September brings Giant horntails to the the garden. Members of the sawfly family that are often given the name Giant wood wasp. They grow up to one and a half inches, 4cm, in length, and have a slow meandering up and down flight that gives the impression of having no real aim or destination. They’re completely harmless, the fearsome looking ‘sting’ is an ovipositor, used for laying eggs into rotting pine trees. Once hatched, the larvae will spend five years munching away before finally emerging as adults. Rinse and repeat. Despite knowing that they are harmless, when they land on you there’s a moment of apprehension, the huge size and yellow and black markings triggering an urge to do the ‘wasp dance’, before common sense kicks in.


In the meadow most of the wildflowers have turned to seed. One or two scabious are still in flower and there’s a single pink splash of ragged robin but at this time of year it is down to ox-eyes to keep the show going. A friends house along the way takes its name from the ox-eye daisies that once grew along the verges here, sadly lost over past decades.
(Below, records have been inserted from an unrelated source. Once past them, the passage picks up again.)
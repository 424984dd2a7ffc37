//! Sampled Möbius strip surface
//!
//! The strip is the ruled surface
//! ```text
//! x(u, v) = (R + v·cos(u/2))·cos(u)
//! y(u, v) = (R + v·cos(u/2))·sin(u)
//! z(u, v) = v·sin(u/2)
//! ```
//! for `u ∈ [0, 2π]`, `v ∈ [-w/2, w/2]`, sampled once on an `n × n` grid.
//! Row `i` of every coordinate grid holds `v[i]`, column `j` holds `u[j]`.
//!
//! Sampling is delegated to a [`SamplerOps`] implementation: serial by
//! default, rayon-backed with the `parallel` feature.

pub mod measure;
pub mod params;
pub mod traits;

#[cfg(not(feature = "parallel"))]
pub mod serial;

#[cfg(feature = "parallel")]
pub mod parallel;

pub use measure::{Measurements, Tangents, polyline_length};
pub use params::StripParameters;
pub use traits::SamplerOps;

#[cfg(not(feature = "parallel"))]
pub use serial::SerialSampler;

#[cfg(feature = "parallel")]
pub use parallel::ParallelSampler;

use crate::errors::MobiusError;
use crate::float_types::{Real, TAU};
use crate::grid::{Grid, linspace};
use nalgebra::Point3;

/// Evaluate the Möbius parametrization with centre radius `radius` at `(u, v)`.
#[inline]
pub fn mobius_point(radius: Real, u: Real, v: Real) -> Point3<Real> {
    let half = u * 0.5;
    let r = radius + v * half.cos();
    Point3::new(r * u.cos(), r * u.sin(), v * half.sin())
}

/// A Möbius strip sampled on an `n × n` parameter grid.
///
/// All grids are filled by the constructor and never change afterwards, so
/// every query is a pure function of the stored samples.
#[derive(Debug, Clone)]
pub struct MobiusStrip {
    params: StripParameters,
    u: Vec<Real>,
    v: Vec<Real>,
    x: Grid,
    y: Grid,
    z: Grid,
}

impl MobiusStrip {
    /// Sample a strip of centre radius `radius`, width `width` and
    /// `resolution` samples per axis.
    ///
    /// # Errors
    /// [`MobiusError::InvalidParameter`] if `radius` or `width` is not a
    /// positive finite number, or `resolution < 2`.
    ///
    /// ```
    /// # use mobius::MobiusStrip;
    /// let strip = MobiusStrip::new(1.0, 0.4, 64).unwrap();
    /// assert!(strip.surface_area() > 0.0);
    /// assert!(MobiusStrip::new(1.0, 0.4, 1).is_err());
    /// ```
    pub fn new(radius: Real, width: Real, resolution: usize) -> Result<Self, MobiusError> {
        Self::from_parameters(StripParameters::new(radius, width, resolution))
    }

    /// Sample a strip from an already assembled [`StripParameters`].
    pub fn from_parameters(params: StripParameters) -> Result<Self, MobiusError> {
        params.validate()?;

        #[cfg(not(feature = "parallel"))]
        let ops = SerialSampler::new();
        #[cfg(feature = "parallel")]
        let ops = ParallelSampler::new();

        Ok(Self::sample_with(&ops, params))
    }

    /// Sample with an explicit sampler. `params` must already be valid.
    fn sample_with<O: SamplerOps>(ops: &O, params: StripParameters) -> Self {
        let n = params.resolution;
        let half_width = 0.5 * params.width;
        let u = linspace(0.0, TAU, n);
        let v = linspace(-half_width, half_width, n);

        let radius = params.radius;
        let [x, y, z] = ops.sample(&u, &v, |uj, vi| mobius_point(radius, uj, vi));

        log::debug!(
            "sampled Möbius strip R={} w={} on a {n}x{n} grid",
            params.radius,
            params.width
        );

        MobiusStrip {
            params,
            u,
            v,
            x,
            y,
            z,
        }
    }

    #[inline]
    pub const fn parameters(&self) -> StripParameters {
        self.params
    }

    #[inline]
    pub const fn radius(&self) -> Real {
        self.params.radius
    }

    #[inline]
    pub const fn width(&self) -> Real {
        self.params.width
    }

    /// Samples per parameter axis.
    #[inline]
    pub const fn resolution(&self) -> usize {
        self.params.resolution
    }

    /// The `u` samples, evenly spaced over `[0, 2π]`.
    pub fn u(&self) -> &[Real] {
        &self.u
    }

    /// The `v` samples, evenly spaced over `[-w/2, w/2]`.
    pub fn v(&self) -> &[Real] {
        &self.v
    }

    /// Step between neighbouring `u` samples.
    #[inline]
    pub fn du(&self) -> Real {
        TAU / (self.resolution() - 1) as Real
    }

    /// Step between neighbouring `v` samples.
    #[inline]
    pub fn dv(&self) -> Real {
        self.width() / (self.resolution() - 1) as Real
    }

    pub const fn x(&self) -> &Grid {
        &self.x
    }

    pub const fn y(&self) -> &Grid {
        &self.y
    }

    pub const fn z(&self) -> &Grid {
        &self.z
    }

    /// Sampled point at row `i` (the `v` index) and column `j` (the `u` index).
    #[inline]
    pub fn point(&self, i: usize, j: usize) -> Point3<Real> {
        Point3::new(self.x[(i, j)], self.y[(i, j)], self.z[(i, j)])
    }

    /// All points of row `i`, ordered by increasing `u`.
    pub fn row_points(&self, i: usize) -> Vec<Point3<Real>> {
        (0..self.resolution()).map(|j| self.point(i, j)).collect()
    }
}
We reintroduced them as plugs grown from seed, crossing fingers that they wouldn’t die out after a season or two. So far so good, three years on from first reintroducing them, they have gone from strength to strength.

On a nearby favourite walk, in an area known as the Hill of the white Hammars, areas of coastal heath that a few weeks ago were lit lilac-blue with the pom-pom flowers of devils bit scabious, are now also cast with a confetti of pale dry seed heads. Grasses are turning dun brown. Dockens have thrown up dark spires of black seeds, a winter food source for Twite and Goldfinch. I walked there on Wednesday, a day of bright sunshine and big skies. I’d slung a camera with an ultra wide lens, a fisheye, over my shoulder. The lens has an angle of view so wide that it is easy to accidentally get the toes of your boots in the frame. Tilt the camera and you’ll get wild distortions, see the horizon in the ox-eye picture above, but keep it level and the lens just about behaves itself. In the photographs below only the curved boundary post in the seascape gives a clue to the lens used. In reality the post is straight as a die.